__WORK TO BE COMPLETED__: Count the lines below that include the word "software" and write that number alone.

__RECORDS FOR THE EXERCISE__:
◆ ◆ ◆ ◆ ◆
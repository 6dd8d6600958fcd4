// Copyright Materialize, Inc. and contributors. All rights reserved.
//
// Use of this software is governed by the Business Source License
// included in the LICENSE file.
//
// As of the Change Date specified in that file, in accordance with
// the Business Source License, use of this software will be governed
// by the Apache License, Version 2.0.

//! Metrics for the reconciliation loop.

use prometheus::{IntCounter, IntGauge, IntGaugeVec, Opts, Registry};

use realm_types::{InstancePhase, RealmStatus};

#[derive(Debug, Clone)]
pub struct Metrics {
    /// The number of realms with a status record.
    pub realms: IntGauge,
    /// The number of instances, by phase.
    pub instances: IntGaugeVec,
    pub promotions: IntCounter,
    pub instance_failures: IntCounter,
    pub instances_deleted: IntCounter,
    pub reconcile_errors: IntCounter,
    pub status_write_conflicts: IntCounter,
}

impl Metrics {
    pub fn register_into(registry: &Registry) -> Result<Metrics, prometheus::Error> {
        let metrics = Metrics {
            realms: IntGauge::new("realmd_realms", "The number of realms under management.")?,
            instances: IntGaugeVec::new(
                Opts::new("realmd_instances", "The number of instances, by lifecycle phase."),
                &["phase"],
            )?,
            promotions: IntCounter::new(
                "realmd_promotions_total",
                "Total number of instances promoted to latest.",
            )?,
            instance_failures: IntCounter::new(
                "realmd_instance_failures_total",
                "Total number of instances that failed to start.",
            )?,
            instances_deleted: IntCounter::new(
                "realmd_instances_deleted_total",
                "Total number of instances torn down.",
            )?,
            reconcile_errors: IntCounter::new(
                "realmd_reconcile_errors_total",
                "Total number of reconciliation passes aborted by an error.",
            )?,
            status_write_conflicts: IntCounter::new(
                "realmd_status_write_conflicts_total",
                "Total number of status writes rejected as stale.",
            )?,
        };
        registry.register(Box::new(metrics.realms.clone()))?;
        registry.register(Box::new(metrics.instances.clone()))?;
        registry.register(Box::new(metrics.promotions.clone()))?;
        registry.register(Box::new(metrics.instance_failures.clone()))?;
        registry.register(Box::new(metrics.instances_deleted.clone()))?;
        registry.register(Box::new(metrics.reconcile_errors.clone()))?;
        registry.register(Box::new(metrics.status_write_conflicts.clone()))?;
        Ok(metrics)
    }

    /// Metrics that are not exported anywhere.
    pub fn unregistered() -> Metrics {
        Metrics::register_into(&Registry::new()).expect("metric names are valid")
    }

    /// Resets the gauges from a full listing of realm statuses.
    pub fn observe(&self, statuses: &[RealmStatus]) {
        self.realms
            .set(i64::try_from(statuses.len()).unwrap_or(i64::MAX));
        for phase in InstancePhase::ALL {
            let count = statuses
                .iter()
                .flat_map(|s| &s.instances)
                .filter(|i| i.phase == phase)
                .count();
            self.instances
                .with_label_values(&[phase.as_str()])
                .set(i64::try_from(count).unwrap_or(i64::MAX));
        }
    }
}

#[cfg(test)]
mod tests {
    use chrono::Utc;

    use super::*;

    #[test]
    fn observe_counts_instances_by_phase() {
        let registry = Registry::new();
        let metrics = Metrics::register_into(&registry).unwrap();
        let mut status = RealmStatus::new("r1".into(), "default");
        let a = status.allocate_instance(&"h1".into(), Utc::now());
        status.allocate_instance(&"h2".into(), Utc::now());
        status.promote(&a);

        metrics.observe(&[status]);
        assert_eq!(metrics.realms.get(), 1);
        assert_eq!(metrics.instances.with_label_values(&["latest"]).get(), 1);
        assert_eq!(metrics.instances.with_label_values(&["pending"]).get(), 1);
        assert_eq!(metrics.instances.with_label_values(&["failed"]).get(), 0);
        assert!(!registry.gather().is_empty());
    }
}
◆ ◆ ◆ ◆ ◆
__COMPLETED TASK__: 2